Concerning those things naturally endowed with the greatest potentiality for the attribution of significance in a man’s life, he should think lightly and infrequent: that is, if such a one desires those things to retain their sacral potentiality.

For despite the sincerity of a man’s attempts, his language will never truly rise to the ineffable standard his heart so longingly yearns; sincerity which, flying (as is its wont) always above and beyond the plodding machinations of time and material action, cannot help but inflict the individual with impatience towards the slow and often clumsy linguistic means of expressing the essence of such desire; impatience which, if experienced persistently, will eventually exhaust a man with and to the idea of Ineffability itself; weariness which in every case leads to boredom and boredom a lust to be released from the endless cycle of the inexpressible desire which precipitated that wretched impatience in the first place.

To the degree that modern man has thus given himself over to ceaseless distraction in order to assuage or else forestall the perception of boredom and the weariness towards life it inevitably produces, demonstrates the totality to which our civilization has habituated and therefore willfully enslaved itself with and to the unremitting preoccupation with its own inescapable annihilation; annihilation which the mediums of our distraction promise and are no doubt endeavoring in manifold ways to bring about so that the autumn of our age may alas coerce that sad and craggy tree our kind to drop its final leaf so that maybe – just maybe – by the warmth its fallen litter provides our roots may survive the winter presaged innumerably before us; winter which must run the fullness of its course so that the renewing winds of spring may yet again blow from southern shores to bless the land and all her kind with the intoxicating amnesia that accompanies youthful Spring and the whole her fecund entails.

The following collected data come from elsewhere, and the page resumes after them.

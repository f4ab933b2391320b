#![forbid(unsafe_code)]

//! Whole-snapshot derivation.
//!
//! One call per update cycle of the owning surface: project the rows, re-seat
//! the selection, and return a fully rebuilt [`HudState`]. Nothing is merged
//! or carried by reference from the previous snapshot; every field is
//! recomputed or copied by value, which is what keeps the function pure and
//! the snapshot internally consistent.

use crate::navigation::navigate;
use crate::projection::{Projection, project};

/// The derived snapshot for one update cycle.
///
/// # Invariants
///
/// 1. After the first derivation, `initial` is `false` forever.
/// 2. With a non-empty visible list,
///    `selected_index == projection.visible_to_index[selected_visible_index]`.
/// 3. With an empty visible list, both selection fields are 0.
/// 4. `filter`, `move_up_count`, and `move_down_count` are verbatim copies of
///    the inputs that produced the snapshot; the next derivation compares its
///    inputs against them.
#[derive(Debug, Clone, PartialEq, Eq)]
pub struct HudState<R> {
    /// True only before the first derivation.
    pub initial: bool,
    /// Filter text the snapshot was derived from.
    pub filter: String,
    /// Selection in full-list space.
    pub selected_index: usize,
    /// "Move up" counter value observed at this derivation.
    pub move_up_count: u64,
    /// "Move down" counter value observed at this derivation.
    pub move_down_count: u64,
    /// The filtered view and its index translation tables.
    pub projection: Projection<R>,
    /// Selection in visible-list space.
    pub selected_visible_index: usize,
}

impl<R> HudState<R> {
    /// The pre-derivation state: empty, unselected, marked `initial`.
    ///
    /// The owning surface constructs this once (or whenever it re-activates
    /// the HUD) and thereafter feeds each derivation's output back in.
    pub fn initial() -> Self {
        Self {
            initial: true,
            filter: String::new(),
            selected_index: 0,
            move_up_count: 0,
            move_down_count: 0,
            projection: Projection::empty(),
            selected_visible_index: 0,
        }
    }

    /// Rows passing the current filter, in full-list order.
    #[inline]
    pub fn visible(&self) -> &[R] {
        &self.projection.visible
    }

    /// The currently selected row, if the visible list is non-empty.
    pub fn selected_row(&self) -> Option<&R> {
        self.projection.visible.get(self.selected_visible_index)
    }
}

/// Per-derivation inputs supplied by the owning surface.
///
/// `matcher` is the externally supplied filter predicate; it must be
/// deterministic and side-effect-free for derivation to be deterministic.
#[derive(Debug, Clone, Copy)]
pub struct HudInputs<'a, R, F> {
    /// The full candidate list, supplied wholesale each update.
    pub rows: &'a [R],
    /// Current filter text; passed to `matcher` unchanged, even when empty.
    pub filter: &'a str,
    /// Filter predicate.
    pub matcher: F,
    /// Caller-owned monotonic "move up" counter.
    pub move_up_count: u64,
    /// Caller-owned monotonic "move down" counter.
    pub move_down_count: u64,
}

/// Derive the next snapshot from the previous one and the current inputs.
///
/// Pure and total: empty rows, an empty filter, and unchanged or decreasing
/// counters are all ordinary inputs. The only way this panics is a panicking
/// `matcher`, which is a caller contract violation and propagates as-is.
pub fn derive<R, F>(previous: &HudState<R>, inputs: &HudInputs<'_, R, F>) -> HudState<R>
where
    R: Clone,
    F: Fn(&R, &str) -> bool,
{
    #[cfg(feature = "tracing")]
    let _span = tracing::debug_span!(
        "hud_derive",
        rows = inputs.rows.len(),
        filter = inputs.filter,
        initial = previous.initial
    )
    .entered();

    let projection = project(inputs.rows, inputs.filter, &inputs.matcher);
    let selection = navigate(
        previous,
        &projection,
        inputs.move_up_count,
        inputs.move_down_count,
    );

    #[cfg(feature = "tracing")]
    tracing::trace!(
        visible = projection.visible_len(),
        selected = selection.visible_index,
        "derived mention snapshot"
    );

    HudState {
        initial: false,
        filter: inputs.filter.to_owned(),
        selected_index: selection.index,
        move_up_count: inputs.move_up_count,
        move_down_count: inputs.move_down_count,
        projection,
        selected_visible_index: selection.visible_index,
    }
}
#![forbid(unsafe_code)]

//! The mention overlay controller.
//!
//! [`MentionOverlay`] owns everything the derivation core treats as input:
//! the candidate rows, the filter text, and the two navigation counters. Key
//! events mutate those inputs; the derived snapshot is rebuilt at most once
//! per change: eagerly for navigation bumps (each counter edge must be
//! observed by its own derivation) and lazily on read for everything else.
//!
//! # Usage
//!
//! ```
//! use mention_overlay::{KeyCode, KeyEvent, MentionOverlay, OverlayAction};
//!
//! let mut overlay = MentionOverlay::new(
//!     vec!["alice", "bob", "bonnie"],
//!     |row: &&str, filter: &str| row.starts_with(filter),
//! );
//! overlay.open();
//!
//! // The user types "bo" and presses Down, then Enter.
//! overlay.handle_key(&KeyEvent::new(KeyCode::Char('b')));
//! overlay.handle_key(&KeyEvent::new(KeyCode::Char('o')));
//! overlay.handle_key(&KeyEvent::new(KeyCode::Down));
//! let action = overlay.handle_key(&KeyEvent::new(KeyCode::Enter));
//! assert_eq!(action, Some(OverlayAction::Commit(2))); // "bonnie"
//! ```

use mention_core::{HudInputs, HudState, derive};

use crate::event::{KeyCode, KeyEvent};

// ---------------------------------------------------------------------------
// Actions
// ---------------------------------------------------------------------------

/// Action returned from key handling.
#[derive(Debug, Clone, Copy, PartialEq, Eq)]
pub enum OverlayAction {
    /// User committed the highlighted row (full-list index).
    Commit(usize),
    /// User dismissed the overlay (Esc).
    Dismiss,
}

/// Position and highlight information handed to the row renderer.
#[derive(Debug, Clone, Copy, PartialEq, Eq)]
pub struct RowContext {
    /// Position in the visible (filtered) list.
    pub visible_index: usize,
    /// Position in the full candidate list.
    pub full_index: usize,
    /// Whether this row is the current selection.
    pub selected: bool,
}

// ---------------------------------------------------------------------------
// Overlay
// ---------------------------------------------------------------------------

/// Interactive mention overlay over a candidate list.
///
/// # Invariants
///
/// 1. The navigation counters only ever increase; one keypress is one bump.
/// 2. The derived snapshot is recomputed at most once per input change, and
///    always before it is observed.
/// 3. While inactive, key events are ignored and return `None`.
pub struct MentionOverlay<R, F> {
    /// Full candidate list, in presentation order.
    rows: Vec<R>,
    /// Externally supplied filter predicate.
    matcher: F,
    /// Filter text accumulated from keystrokes after the trigger.
    filter: String,
    /// Monotonic "move up" counter.
    move_up_count: u64,
    /// Monotonic "move down" counter.
    move_down_count: u64,
    /// Whether the overlay is showing.
    active: bool,
    /// Latest derived snapshot.
    state: HudState<R>,
    /// Inputs changed since `state` was derived.
    dirty: bool,
}

impl<R, F> MentionOverlay<R, F>
where
    R: Clone,
    F: Fn(&R, &str) -> bool,
{
    /// Create an inactive overlay over `rows`.
    pub fn new(rows: Vec<R>, matcher: F) -> Self {
        Self {
            rows,
            matcher,
            filter: String::new(),
            move_up_count: 0,
            move_down_count: 0,
            active: false,
            state: HudState::initial(),
            dirty: true,
        }
    }

    // --- Lifecycle ---

    /// Show the overlay with a cleared filter and a fresh selection.
    pub fn open(&mut self) {
        self.active = true;
        self.filter.clear();
        self.move_up_count = 0;
        self.move_down_count = 0;
        self.state = HudState::initial();
        self.dirty = true;
        // First derivation happens on open, so the first keypress lands on a
        // steady-state snapshot.
        self.sync();
    }

    /// Hide the overlay.
    pub fn close(&mut self) {
        self.active = false;
        self.filter.clear();
        self.dirty = true;
    }

    /// Whether the overlay is currently showing.
    pub fn is_active(&self) -> bool {
        self.active
    }

    // --- Input mutators ---

    /// Replace the candidate list (e.g. fresh session data arrived).
    pub fn set_rows(&mut self, rows: Vec<R>) {
        self.rows = rows;
        self.dirty = true;
    }

    /// Replace the filter text wholesale.
    pub fn set_filter(&mut self, filter: impl Into<String>) {
        self.filter = filter.into();
        self.dirty = true;
    }

    /// Append one typed character to the filter.
    pub fn push_filter_char(&mut self, c: char) {
        self.filter.push(c);
        self.dirty = true;
    }

    /// Remove the last typed character from the filter.
    pub fn pop_filter_char(&mut self) {
        self.filter.pop();
        self.dirty = true;
    }

    /// Request "select previous visible row".
    ///
    /// Derives eagerly: the navigator sees counter *edges*, so every bump
    /// must be observed by its own derivation rather than batched away.
    pub fn select_up(&mut self) {
        self.move_up_count += 1;
        self.dirty = true;
        self.sync();
    }

    /// Request "select next visible row".
    pub fn select_down(&mut self) {
        self.move_down_count += 1;
        self.dirty = true;
        self.sync();
    }

    // --- Key handling ---

    /// Handle a key event. Returns an [`OverlayAction`] when the user
    /// committed a row or dismissed the overlay, `None` otherwise (including
    /// while inactive).
    pub fn handle_key(&mut self, event: &KeyEvent) -> Option<OverlayAction> {
        if !self.active {
            return None;
        }

        #[cfg(feature = "tracing")]
        let _span = tracing::debug_span!("overlay_key", code = ?event.code).entered();

        match event.code {
            KeyCode::Escape => {
                self.close();
                return Some(OverlayAction::Dismiss);
            }

            KeyCode::Enter | KeyCode::Tab => {
                self.sync();
                if !self.state.projection.is_empty() {
                    let index = self.state.selected_index;
                    self.close();
                    return Some(OverlayAction::Commit(index));
                }
            }

            KeyCode::Up | KeyCode::BackTab => self.select_up(),
            KeyCode::Down => self.select_down(),

            KeyCode::Char(c) if event.ctrl() => match c {
                'p' => self.select_up(),
                'n' => self.select_down(),
                _ => {}
            },

            KeyCode::Char(c) => self.push_filter_char(c),
            KeyCode::Backspace => self.pop_filter_char(),
        }

        None
    }

    // --- Derived state ---

    /// The current derived snapshot, recomputed if any input changed.
    pub fn state(&mut self) -> &HudState<R> {
        self.sync();
        &self.state
    }

    /// Current filter text.
    pub fn filter(&self) -> &str {
        &self.filter
    }

    /// Navigation counter values signalled so far, as `(up, down)`.
    pub fn move_counts(&self) -> (u64, u64) {
        (self.move_up_count, self.move_down_count)
    }

    /// The currently highlighted row, if any row is visible.
    pub fn selected_row(&mut self) -> Option<&R> {
        self.sync();
        self.state.selected_row()
    }

    /// Number of rows passing the current filter.
    pub fn visible_len(&mut self) -> usize {
        self.sync();
        self.state.projection.visible_len()
    }

    /// Enumerate the visible rows in order through the caller's renderer.
    ///
    /// The overlay decides order and highlight; drawing belongs entirely to
    /// the callback.
    pub fn render_rows(&mut self, mut render: impl FnMut(RowContext, &R)) {
        self.sync();
        let state = &self.state;
        for (visible_index, row) in state.projection.visible.iter().enumerate() {
            render(
                RowContext {
                    visible_index,
                    full_index: state.projection.visible_to_index[visible_index],
                    selected: visible_index == state.selected_visible_index,
                },
                row,
            );
        }
    }

    /// Re-derive the snapshot if any input changed since the last derivation.
    fn sync(&mut self) {
        if !self.dirty {
            return;
        }
        let next = derive(
            &self.state,
            &HudInputs {
                rows: &self.rows,
                filter: &self.filter,
                matcher: &self.matcher,
                move_up_count: self.move_up_count,
                move_down_count: self.move_down_count,
            },
        );
        self.state = next;
        self.dirty = false;
    }
}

The Storm, Pierre Auguste Cot

The Storm, Pierre Auguste Cot

In order for this cycle to consummate its devastating purpose, however, a people must be kept from its full-scale apprehension and preemptive awareness. For the moment a man becomes aware of anything does he stymie if not completely halt or else irrevocably alter whatever innocent course that nascence had been hitherto engaged; consciousness seen here as that epistemological force which retards, prevents, precludes and, in the end, sacrifices the sublime innocence of youth in order to compel man to responsibility, maturity and independence; consciousness which, through the employment of language, brings the essence of an object no closer to the subject who thinks or speaks but, in fact, repels it further and further the more such symbols are conscientiously employed to apprehend an apparent end.

Thus do we find they who knowingly long for a thing perennially kept from ever finding it, at least not in the manner they originally envisioned or hoped.

II.

The dawn of the so-called “Christian West”, whose sunrise (for our arbitrary purposes) can be said to loosely coincide with the calling of the Council of Clermont, was the very force which actually checked Christianity’s explosive European expansion up to that point and spelled thereafter the beginning of its decline and eventual demise, the same as the emerging awareness of “European Civilization” likewise halted and necessitated its subsequent doom as well, the full ramification of which is only beginning to be felt wherever in the world the European spirit is accentuated and no doubt must in order fulfill its cyclical purposes so that in the glorious seed of his thoughtless ignorance a new essence of the Western Man may develop and emerge through the soil of blissful neglect, the rays of which are so presently blinding to our dark and stupid age that we cannot help but curse the pain it brings our dilated eyes.